Published June 6, 2026
| Version v1
Thesis
Perceiving Impairment over Disability: How Two Individuals in the Early Dynastic and Old Kingdom were socially identified using the Bioarcheology Index of Care Approach
Description
How were individuals with dwarfism affected by their physical and social environments during the Early Dynastic and Old Kingdom periods? Building upon previous scholarly arguments about how individuals with dwarfism were identified, I employ the Bioarcheology Index of Care to incorporate the analysis of the skeletal remains of two individuals with Achondroplastic Dwarfism into my argument. Through this approach, I examine the skeletal remains of Pereniankh and the individual that the human remains BMNH AF.11.4/427 belonged to answer this question. Using secondary sources, I incorporate the author's expertise in medical anthropology to diagnose their conditions. From this diagnosis, I evaluate their probable symptoms to discern how their condition affected them throughout their lives.
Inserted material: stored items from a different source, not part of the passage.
mod cli;
mod config;
mod diagnostics;
mod injector;
mod local_loader;
mod proc_maps;
mod ptrace;
mod thunk;

use crate::cli::Cli;
use crate::config::Config;
use anyhow::Result;
use log::{info, LevelFilter};

fn init_logger(verbosity: u8) {
    let level = match verbosity {
        0 => LevelFilter::Info,
        1 => LevelFilter::Debug,
        _ => LevelFilter::Trace,
    };

    env_logger::Builder::from_default_env()
        .filter_level(level)
        .init();
}

fn main() -> Result<()> {
    let args = Cli::parse_args();
    init_logger(args.verbose);

    Config::init(&args)?;
    let config = Config::instance();

    let handle = injector::inject(config.pid, &config.agent_path)?;
    info!("agent loaded in pid {}, handle = 0x{handle:x}", config.pid);

    Ok(())
}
Then, I include primary evidence from excavations at Abydos from the early 1900s, at ancient Nekhen from the early 2000s, and at Giza during the mid to late 1900s to provide the structural evidence for the physical landscape and funerary evidence for the skeletal remains and artworks. From this, I conclude that the social and physical structures in place at Giza and Abydos enabled them to accommodate their condition largely independently, unlike urban contexts today. Because they were able to be independent, their condition would not have been viewed as a disability. To back this claim up, I examine the artistic reliefs of Pereniankh and BMNH. Their reliefs accurately depict their conditions. Ancient Egyptian art depicts the idealized self; therefore, the fact that the sculptors and commissioners chose to accurately portray their condition supports my argument. Using this understanding from their individual Bioarcheology Indexes of Care and artwork that accurately depicted their conditions, I posit that high status individuals with Achondroplastic Dwarfism in the Early Dynastic and Old Kingdom were thus not othered or identified as disabled, as previously theorized.